Git LFS initialized.


In [19]:
!git clone https://huggingface.co/jimregan/matcha-hu-anna

fatal: destination path 'matcha-hu-anna' already exists and is not an empty directory.


In [20]:
!matcha-tts --vocoder hifigan_univ_v1 --model matcha_vctk --text "test to start" --output_folder /content/output

[-] GPU not available or forced CPU run! Using CPU
[!] Configurations: 
	- Model: matcha_vctk
	- Vocoder: hifigan_univ_v1
	- Temperature: 0.667
	- Speaking rate: 0.85
	- Number of ODE steps: 10
	- Speaker: 0
[+] Model already present at /root/.local/share/matcha_tts/matcha_vctk.ckpt!
[+] Model already present at /root/.local/share/matcha_tts/hifigan_univ_v1!
[!] Loading matcha_vctk!
  deprecate("LoRACompatibleLinear", "1.0.0", deprecation_message)
[+] matcha_vctk loaded!
[!] Loading hifigan_univ_v1!
  WeightNorm.apply(module, name, dim)
  hifigan.load_state_dict(torch.load(checkpoint_path, map_location=device)["generator"])
Removing weight norm...
[+] hifigan_univ_v1 loaded!
[1] - Input text: test to start
[1] - Phonetised text: tˈɛst tə stˈɑːɹt
[🍵] Whisking Matcha-T(ea)TS for: 1
[🍵-1] Matcha-TTS RTF: 0.3778
[🍵-1] Matcha-TTS + VOCODER RTF: 1.4682
[+] Waveform saved: /content/output/utterance_001_speaker_000.wav
[🍵] Average Matcha-TTS RTF: 0.3778 ± 0.0
[🍵] Average Matcha-TTS + VOCODER R

In [21]:
!ls -al /root/.local/share/matcha_tts/hifigan_univ_v1

-rw-r--r-- 1 root root 55788858 Oct 22 08:59 /root/.local/share/matcha_tts/hifigan_univ_v1


In [22]:
import datetime as dt
from pathlib import Path

import IPython.display as ipd
import numpy as np
import soundfile as sf
import torch
from tqdm.auto import tqdm

# Hifigan imports
from matcha.hifigan.config import v1
from matcha.hifigan.denoiser import Denoiser
from matcha.hifigan.env import AttrDict
from matcha.hifigan.models import Generator as HiFiGAN
# Matcha imports
from matcha.models.matcha_tts import MatchaTTS
from matcha.text import sequence_to_text, text_to_sequence
from matcha.utils.model import denormalize
from matcha.utils.utils import get_user_data_dir, intersperse

In [23]:
device = torch.device("cuda" if torch.cuda.is_available() else "cpu")


In [24]:
#MATCHA_CHECKPOINT = "/content/matcha-pl-gosia/checkpoints/last.ckpt"
MATCHA_CHECKPOINT = "/content/matcha-hu-anna/checkpoints/last.ckpt"
HIFIGAN_CHECKPOINT = "/root/.local/share/matcha_tts/hifigan_univ_v1"
OUTPUT_FOLDER = "synth_output"

In [25]:
def load_model(checkpoint_path):
    model = MatchaTTS.load_from_checkpoint(checkpoint_path, map_location=device)
    model.eval()
    return model
count_params = lambda x: f"{sum(p.numel() for p in x.parameters()):,}"

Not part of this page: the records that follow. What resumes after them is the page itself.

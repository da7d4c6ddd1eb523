//! # Cookie Session Service
//!
//! Application service that implements the host-facing [`SessionLifecycle`]
//! contract by delegating integrity to the sealed-envelope codec and
//! delivery to the [`CookieTransport`] port.
//!
//! The service never hashes anything itself: the codec owns the envelope
//! format, the transport owns delivery and expiry execution. The service
//! decides which expiry each write gets and collapses every verification
//! failure into the empty payload before the host sees it.

use sealed_envelope::SealedEnvelope;

use crate::domain::entities::{Expiry, SessionId};
use crate::ports::inbound::SessionLifecycle;
use crate::ports::outbound::CookieTransport;

/// Default lifetime for session writes, matching the hour-long cookie the
/// host contract historically handed out.
const DEFAULT_WRITE_EXPIRY: Expiry = Expiry::Minutes(60);

/// Cookie-backed session service.
///
/// Generic over the transport so hosts inject whatever moves their cookies;
/// the codec is fixed at construction and shared read-only across threads.
pub struct CookieSessionService<T: CookieTransport> {
    codec: SealedEnvelope,
    transport: T,
    write_expiry: Expiry,
}

impl<T: CookieTransport> CookieSessionService<T> {
    /// Create a service over a codec and transport.
    pub fn new(codec: SealedEnvelope, transport: T) -> Self {
        Self {
            codec,
            transport,
            write_expiry: DEFAULT_WRITE_EXPIRY,
        }
    }

    /// Override the expiry applied by [`SessionLifecycle::write`].
    pub fn with_write_expiry(mut self, expiry: Expiry) -> Self {
        self.write_expiry = expiry;
        self
    }

    /// The injected transport. Useful for adapters that own their jar.
    pub fn transport(&self) -> &T {
        &self.transport
    }

    // =========================================================================
    // Storage-object surface
    // =========================================================================

    /// Whether the client presented a cookie under `name`.
    ///
    /// Presence says nothing about validity; a forged cookie still "exists"
    /// until a read rejects it.
    pub fn has(&self, name: &str) -> bool {
        match SessionId::new(name) {
            Ok(id) => self.transport.get(id.as_str()).is_some(),
            Err(_) => false,
        }
    }

    /// Read and verify the cookie under `name`, or return `default`.
    ///
    /// Absence, malformed tokens, and tag mismatches all yield the default:
    /// callers get no signal distinguishing "no cookie" from "forged one".
    pub fn get(&self, name: &str, default: &[u8]) -> Vec<u8> {
        let id = match SessionId::new(name) {
            Ok(id) => id,
            Err(err) => {
                tracing::debug!(%err, "get: rejected cookie name");
                return default.to_vec();
            }
        };

        let token = self.transport.get(id.as_str());
        let outcome = self.codec.unseal(token.as_deref());
        match outcome.payload() {
            Some(data) => data.to_vec(),
            None => default.to_vec(),
        }
    }

    /// Seal `value` and deliver it under `name`.
    ///
    /// `minutes` of `None` makes the cookie session-lived; `Some(m)` bounds
    /// it to `m` minutes. Expiry is policy executed by the transport; the
    /// token itself is identical either way.
    pub fn make(&self, name: &str, value: &[u8], minutes: Option<u32>) -> bool {
        let id = match SessionId::new(name) {
            Ok(id) => id,
            Err(err) => {
                tracing::debug!(%err, "make: rejected cookie name");
                return false;
            }
        };

        let token = self.codec.seal(value);
        let expiry = match minutes {
            Some(m) => Expiry::Minutes(m),
            None => Expiry::SessionLived,
        };
        self.transport.set(id.as_str(), &token, expiry)
    }

    /// Instruct the client to drop the cookie under `name`. Idempotent.
    pub fn forget(&self, name: &str) -> bool {
        match SessionId::new(name) {
            Ok(id) => self.transport.clear(id.as_str()),
            Err(_) => false,
        }
    }
}

impl<T: CookieTransport> SessionLifecycle for CookieSessionService<T> {
    /// Cookie-backed sessions need no storage path; succeeds unconditionally.
    fn open(&self, _save_path: &str, _name: &str) -> bool {
        true
    }

    fn read(&self, id: &str) -> Vec<u8> {
        let id = match SessionId::new(id) {
            Ok(id) => id,
            Err(err) => {
                tracing::debug!(%err, "read: rejected session identifier");
                return Vec::new();
            }
        };

        let token = self.transport.get(id.as_str());
        self.codec.unseal(token.as_deref()).into_payload()
    }

    fn write(&self, id: &str, data: &[u8]) -> bool {
        let id = match SessionId::new(id) {
            Ok(id) => id,
            Err(err) => {
                tracing::debug!(%err, "write: rejected session identifier");
                return false;
            }
        };

        let token = self.codec.seal(data);
        self.transport.set(id.as_str(), &token, self.write_expiry)
    }

    fn destroy(&self, id: &str) -> bool {
        match SessionId::new(id) {
            Ok(id) => self.transport.clear(id.as_str()),
            Err(_) => false,
        }
    }

    /// The client expires its own cookies; nothing to collect server-side.
    fn gc(&self, _max_lifetime: u64) -> bool {
        true
    }

    fn close(&self) -> bool {
        true
    }
}

// =============================================================================
// TESTS
// =============================================================================
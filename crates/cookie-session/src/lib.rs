//! # Cookie Session Handler
//!
//! Maps a host session lifecycle onto the sealed-envelope codec, storing
//! session state entirely in a client-held cookie instead of server-side
//! storage.
//!
//! ## Architecture
//!
//! This crate follows hexagonal architecture:
//! - **Domain Layer** (`domain/`): identifiers, expiry policy, errors
//! - **Ports Layer** (`ports/`): the host-facing lifecycle contract and the
//!   cookie-transport interface
//! - **Service Layer** (`service.rs`): wires the codec to the transport
//! - **Adapters** (`adapters/`): reference transport implementations
//!
//! ## Security Notes
//!
//! - The service never inspects payload bytes; integrity is the codec's job.
//! - Absent, malformed, and forged cookies are indistinguishable to callers:
//!   all read paths return the empty payload (or the supplied default).

pub mod adapters;
pub mod domain;
pub mod ports;
pub mod service;

// Re-export public API
pub use adapters::memory::MemoryCookieJar;
pub use domain::entities::{Expiry, SessionId};
pub use domain::errors::SessionError;
pub use ports::inbound::SessionLifecycle;
pub use ports::outbound::CookieTransport;
pub use service::CookieSessionService;
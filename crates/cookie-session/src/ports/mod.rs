//! Ports layer: trait definitions for inbound and outbound interfaces.

pub mod inbound;
pub mod outbound;
//! Adapters: concrete implementations of the outbound transport port.

pub mod memory;
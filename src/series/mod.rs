//! Series store: parsing, validation and spacing statistics.

pub mod store;

pub use store::*;
//! Data sources.
//!
//! Only seeded synthetic generators live here; real series come from files
//! through `io::ingest`.

pub mod synthetic;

model = load_model(MATCHA_CHECKPOINT)
print(f"Model loaded! Parameter count: {count_params(model)}")

Model loaded! Parameter count: 18,204,193


In [26]:
def load_vocoder(checkpoint_path):
    h = AttrDict(v1)
    hifigan = HiFiGAN(h).to(device)
    hifigan.load_state_dict(torch.load(checkpoint_path, map_location=device)['generator'])
    _ = hifigan.eval()
    hifigan.remove_weight_norm()
    return hifigan

vocoder = load_vocoder(HIFIGAN_CHECKPOINT)
denoiser = Denoiser(vocoder, mode='zeros')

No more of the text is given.